*Problem to solve*:
Some entries follow. Reproduce exactly the lines starting at the one with "let addr = SocketAddr::new(args.host, args.port);" and stopping after the one with "fn add_tracing_layer(router: Router)".

[Input for this task — start]

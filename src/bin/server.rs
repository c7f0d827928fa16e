use std::{
    fs::OpenOptions,
    net::{IpAddr, Ipv4Addr, SocketAddr},
    path::{Path, PathBuf},
    process::ExitCode,
    sync::Arc,
    time::Duration,
};

use axum::{
    Router,
    extract::{MatchedPath, Request},
    middleware,
};
use axum_server::Handle;
use clap::{ArgGroup, Parser};
use reqwest::Url;
use tower_http::trace::TraceLayer;

#[cfg(debug_assertions)]
use tower_livereload::LiveReloadLayer;

use tracing_subscriber::{EnvFilter, Layer, filter, layer::SubscriberExt, util::SubscriberInitExt};

use adoption_dashboard::{
    AppState, DataSource, build_router, graceful_shutdown, logging_middleware,
};

/// The web server for the AI adoption dashboard.
#[derive(Parser, Debug)]
#[command(version, about, long_about = None)]
#[command(group(ArgGroup::new("source").required(true).args(["data_url", "data_path"])))]
struct Args {
    /// URL of the dataset JSON document. It is fetched on every page load.
    #[arg(long)]
    data_url: Option<Url>,

    /// File path to the dataset JSON document. It is read on every page load.
    #[arg(long)]
    data_path: Option<PathBuf>,

    /// The port to serve the dashboard from.
    #[arg(short, long, default_value_t = 3000)]
    port: u16,

    /// The address to listen on.
    #[arg(long, default_value_t = IpAddr::V4(Ipv4Addr::LOCALHOST))]
    host: IpAddr,

    /// The directory of static assets served under `/static`.
    #[arg(long, default_value = "static/")]
    static_dir: PathBuf,

    /// File path for the debug log.
    #[arg(long, default_value = "debug.log")]
    log_file: PathBuf,

    /// How long to wait for the dataset before giving up, in seconds.
    #[arg(long, default_value_t = 10)]
    request_timeout_secs: u64,

    /// Log request and response bodies.
    #[arg(long)]
    log_bodies: bool,
}

impl Args {
    fn data_source(&self) -> Option<DataSource> {
        match (&self.data_url, &self.data_path) {
            (Some(url), _) => Some(DataSource::Http(url.clone())),
            (None, Some(path)) => Some(DataSource::File(path.clone())),
            (None, None) => None,
        }
    }
}

#[tokio::main]
async fn main() -> ExitCode {
    let args = Args::parse();

    if let Err(error) = setup_logging(&args.log_file) {
        eprintln!("Could not open log file {}: {error}", args.log_file.display());
        return ExitCode::FAILURE;
    }

    let Some(data_source) = args.data_source() else {
        tracing::error!("Either --data-url or --data-path must be given");
        return ExitCode::FAILURE;
    };

    let state = match AppState::new(
        data_source.clone(),
        Duration::from_secs(args.request_timeout_secs),
    ) {
        Ok(state) => state,
        Err(error) => {
            tracing::error!("Could not create the app state: {error}");
            return ExitCode::FAILURE;
        }
    };

    let handle = Handle::new();
    tokio::spawn(graceful_shutdown(handle.clone()));

    let router = build_router(state, &args.static_dir);
    let router = if args.log_bodies {
        router.layer(middleware::from_fn(logging_middleware))
    } else {
        router
    };
    let router = add_tracing_layer(router);

    #[cfg(debug_assertions)]
    let router = router.layer(LiveReloadLayer::new());

    let addr = SocketAddr::new(args.host, args.port);
    tracing::info!("HTTP server listening on {addr}, serving data from {data_source}");

    if let Err(error) = axum_server::bind(addr)
        .handle(handle)
        .serve(router.into_make_service())
        .await
    {
        tracing::error!("Server error: {error}");
        return ExitCode::FAILURE;
    }

    ExitCode::SUCCESS
}

fn setup_logging(log_path: &Path) -> std::io::Result<()> {
    let stdout_filter =
        EnvFilter::try_from_default_env().unwrap_or_else(|_| EnvFilter::new("info"));
    let stdout_log = tracing_subscriber::fmt::layer()
        .pretty()
        .with_filter(stdout_filter);

    let log_file = OpenOptions::new()
        .create(true)
        .append(true)
        .open(log_path)?;

    let debug_log = tracing_subscriber::fmt::layer()
        .pretty()
        .with_ansi(false)
        .with_writer(Arc::new(log_file))
        .with_filter(filter::LevelFilter::DEBUG);

    tracing_subscriber::registry()
        .with(stdout_log)
        .with(debug_log)
        .init();

    Ok(())
}

fn add_tracing_layer(router: Router) -> Router {
    let tracing_layer = TraceLayer::new_for_http()
        .make_span_with(|req: &Request| {
            let method = req.method();
            let uri = req.uri();

            let matched_path = req
                .extensions()
                .get::<MatchedPath>()
                .map(|matched_path| matched_path.as_str());

            tracing::debug_span!("request", %method, %uri, matched_path)
        })
        // Errors are logged where they are handled.
        .on_failure(());

    router.layer(tracing_layer)
}

#[cfg(test)]
mod tests {
    use clap::Parser;

    use super::Args;

    #[test]
    fn requires_a_data_source() {
        assert!(Args::try_parse_from(["server"]).is_err());
    }

    #[test]
    fn rejects_both_data_sources() {
        let result = Args::try_parse_from([
            "server",
            "--data-url",
            "http://localhost/data.json",
            "--data-path",
            "data.json",
        ]);

        assert!(result.is_err());
    }

    #[test]
    fn defaults_apply_with_a_data_path() {
        let args = Args::try_parse_from(["server", "--data-path", "data.json"]).unwrap();

        assert_eq!(args.port, 3000);
        assert_eq!(args.host.to_string(), "127.0.0.1");
        assert_eq!(args.request_timeout_secs, 10);
        assert!(!args.log_bodies);
        assert!(args.data_source().is_some());
    }
}
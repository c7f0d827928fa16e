//! Defines the app level error type and conversions to rendered HTML pages and alerts.
use axum::{
    http::StatusCode,
    response::{IntoResponse, Response},
};

use crate::{alert::Alert, dataset::DataLoadError, error_page::ErrorPage};

/// The errors that may occur in the application.
#[derive(Debug, thiserror::Error)]
pub enum Error {
    /// The dataset could not be fetched or parsed.
    ///
    /// No part of the dashboard can be built without the dataset, so this
    /// error is shown as a persistent banner in place of the dashboard.
    #[error(transparent)]
    DataLoad(#[from] DataLoadError),

    /// The dataset does not contain a section that a visual needs.
    #[error("the dataset has no \"{0}\" section")]
    MissingSection(&'static str),

    /// A dataset section could not be decoded into its expected shape.
    #[error("the \"{section}\" section is malformed: {source}")]
    MalformedSection {
        /// The dataset key of the section.
        section: &'static str,
        /// Why decoding failed.
        #[source]
        source: serde_json::Error,
    },

    /// A dataset section decoded but breaks one of its invariants, e.g. more
    /// projects completed than initiated.
    #[error("the \"{section}\" section is invalid: {reason}")]
    InvalidSection {
        /// The dataset key of the section.
        section: &'static str,
        /// The broken invariant.
        reason: String,
    },

    /// Could not acquire the lock on the shared dataset snapshot.
    #[error("could not acquire the dataset lock")]
    DatasetLockError,

    /// The requested resource was not found.
    #[error("the requested resource could not be found")]
    NotFound,
}

impl IntoResponse for Error {
    fn into_response(self) -> Response {
        match self {
            Error::NotFound => ErrorPage::not_found().into_response(),
            Error::DataLoad(error) => {
                tracing::error!("Could not load the dataset: {error}");
                ErrorPage::dataset_unavailable().into_response()
            }
            // Any errors that are not handled above are not intended to be shown to the client.
            error => {
                tracing::error!("An unexpected error occurred: {}", error);
                ErrorPage::internal_server_error().into_response()
            }
        }
    }
}

impl Error {
    /// Convert the error into an HTTP response with an HTML alert.
    pub fn into_alert_response(self) -> Response {
        let (status_code, alert) = match self {
            Error::DataLoad(error) => {
                tracing::error!("Could not load the dataset: {error}");
                (
                    StatusCode::SERVICE_UNAVAILABLE,
                    Alert::Error {
                        message: "Dashboard data unavailable".to_owned(),
                        details: "The dashboard data could not be loaded. \
                            Refresh the page to try again."
                            .to_owned(),
                    },
                )
            }
            error => {
                tracing::error!("An unexpected error occurred: {}", error);
                (
                    StatusCode::INTERNAL_SERVER_ERROR,
                    Alert::Error {
                        message: "Something went wrong".to_owned(),
                        details:
                            "An unexpected error occurred, check the server logs for more details."
                                .to_owned(),
                    },
                )
            }
        };

        (status_code, alert.into_html()).into_response()
    }
}

#[cfg(test)]
mod tests {
    use axum::{http::StatusCode, response::IntoResponse};

    use crate::{Error, dataset::DataLoadError, test_utils::parse_html_document};

    #[tokio::test]
    async fn load_failure_renders_unavailable_page() {
        let response = Error::DataLoad(DataLoadError::NotAnObject).into_response();

        assert_eq!(response.status(), StatusCode::SERVICE_UNAVAILABLE);
        let html = parse_html_document(response).await;
        let text = html.root_element().text().collect::<String>();
        assert!(text.contains("Dashboard data unavailable"), "got {text}");
    }

    #[tokio::test]
    async fn not_found_renders_404() {
        let response = Error::NotFound.into_response();

        assert_eq!(response.status(), StatusCode::NOT_FOUND);
    }

    #[tokio::test]
    async fn other_errors_render_500() {
        let response = Error::DatasetLockError.into_response();

        assert_eq!(response.status(), StatusCode::INTERNAL_SERVER_ERROR);
    }

    #[tokio::test]
    async fn alert_response_hides_internal_details() {
        let response = Error::MissingSection("projectData").into_alert_response();

        assert_eq!(response.status(), StatusCode::INTERNAL_SERVER_ERROR);
        let html = crate::test_utils::parse_html_fragment(response).await;
        let text = html.root_element().text().collect::<String>();
        assert!(text.contains("Something went wrong"), "got {text}");
        assert!(!text.contains("projectData"), "got {text}");
    }
}
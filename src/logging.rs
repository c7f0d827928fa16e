//! Middleware for logging requests and responses.

use axum::{
    body::{Body, Bytes},
    extract::Request,
    http::StatusCode,
    middleware::Next,
    response::{IntoResponse, Response},
};

/// The number of body bytes logged at the `info` level.
pub const LOG_BODY_LENGTH_LIMIT: usize = 64;

/// Log the request and response for each request.
///
/// Both the request and response are logged at the `info` level.
/// If a body is longer than [LOG_BODY_LENGTH_LIMIT] bytes, it is truncated
/// and the full body is logged at the `debug` level.
pub async fn logging_middleware(request: Request, next: Next) -> Response {
    let (parts, body) = request.into_parts();
    let body = match read_body(body).await {
        Ok(body) => body,
        Err(error) => {
            tracing::error!("Could not read request body: {error}");
            return StatusCode::BAD_REQUEST.into_response();
        }
    };
    log_body("Received request", &format!("{parts:#?}"), &body);

    let response = next.run(Request::from_parts(parts, Body::from(body))).await;

    let (parts, body) = response.into_parts();
    let body = match read_body(body).await {
        Ok(body) => body,
        Err(error) => {
            tracing::error!("Could not read response body: {error}");
            return StatusCode::INTERNAL_SERVER_ERROR.into_response();
        }
    };
    log_body("Sending response", &format!("{parts:#?}"), &body);

    Response::from_parts(parts, Body::from(body))
}

async fn read_body(body: Body) -> Result<Bytes, axum::Error> {
    axum::body::to_bytes(body, usize::MAX).await
}

fn log_body(event: &str, headers: &str, body: &[u8]) {
    let text = String::from_utf8_lossy(body);

    match truncate(&text, LOG_BODY_LENGTH_LIMIT) {
        Some(prefix) => {
            tracing::info!("{event}: {headers}\nbody: {prefix}...");
            tracing::debug!("Full body: {text:?}");
        }
        None => tracing::info!("{event}: {headers}\nbody: {text:?}"),
    }
}

/// The longest prefix of `text` that fits in `limit` bytes, or `None` if the
/// whole text fits.
fn truncate(text: &str, limit: usize) -> Option<&str> {
    if text.len() <= limit {
        return None;
    }

    let end = (0..=limit)
        .rev()
        .find(|&index| text.is_char_boundary(index))
        .unwrap_or(0);

    Some(&text[..end])
}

[Input for this task — finish]

*Response for this exercise*:
    let addr = SocketAddr::new(args.host, args.port);
    tracing::info!("HTTP server listening on {addr}, serving data from {data_source}");

    if let Err(error) = axum_server::bind(addr)
        .handle(handle)
        .serve(router.into_make_service())
        .await
    {
        tracing::error!("Server error: {error}");
        return ExitCode::FAILURE;
    }

    ExitCode::SUCCESS
}

fn setup_logging(log_path: &Path) -> std::io::Result<()> {
    let stdout_filter =
        EnvFilter::try_from_default_env().unwrap_or_else(|_| EnvFilter::new("info"));
    let stdout_log = tracing_subscriber::fmt::layer()
        .pretty()
        .with_filter(stdout_filter);

    let log_file = OpenOptions::new()
        .create(true)
        .append(true)
        .open(log_path)?;

    let debug_log = tracing_subscriber::fmt::layer()
        .pretty()
        .with_ansi(false)
        .with_writer(Arc::new(log_file))
        .with_filter(filter::LevelFilter::DEBUG);

    tracing_subscriber::registry()
        .with(stdout_log)
        .with(debug_log)
        .init();

    Ok(())
}

fn add_tracing_layer(router: Router) -> Router {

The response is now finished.